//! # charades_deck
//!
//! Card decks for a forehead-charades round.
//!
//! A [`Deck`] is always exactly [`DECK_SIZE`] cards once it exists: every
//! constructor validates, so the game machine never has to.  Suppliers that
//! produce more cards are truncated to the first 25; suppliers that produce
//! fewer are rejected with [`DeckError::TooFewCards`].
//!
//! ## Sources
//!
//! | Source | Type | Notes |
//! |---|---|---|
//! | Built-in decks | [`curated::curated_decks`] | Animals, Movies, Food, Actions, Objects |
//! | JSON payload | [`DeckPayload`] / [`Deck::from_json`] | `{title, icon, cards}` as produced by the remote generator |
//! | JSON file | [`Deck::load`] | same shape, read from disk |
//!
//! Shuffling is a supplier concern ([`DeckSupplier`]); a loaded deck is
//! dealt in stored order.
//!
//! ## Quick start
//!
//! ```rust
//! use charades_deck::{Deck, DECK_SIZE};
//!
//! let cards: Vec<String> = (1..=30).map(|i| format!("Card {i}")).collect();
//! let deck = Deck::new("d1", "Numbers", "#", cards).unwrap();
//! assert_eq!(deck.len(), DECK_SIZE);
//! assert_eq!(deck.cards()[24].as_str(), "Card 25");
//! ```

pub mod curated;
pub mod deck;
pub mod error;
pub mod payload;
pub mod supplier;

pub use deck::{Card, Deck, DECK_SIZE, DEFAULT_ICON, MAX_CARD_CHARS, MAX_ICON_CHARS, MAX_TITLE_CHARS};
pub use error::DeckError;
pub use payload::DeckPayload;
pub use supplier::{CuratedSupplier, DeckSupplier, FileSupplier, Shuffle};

WHAT YOU ARE ASKED TO DO
Every line in the data that holds the string "DeckSupplier" should be returned.

ANSWER AREA
//! Shuffling is a supplier concern ([`DeckSupplier`]); a loaded deck is
pub use supplier::{CuratedSupplier, DeckSupplier, FileSupplier, Shuffle};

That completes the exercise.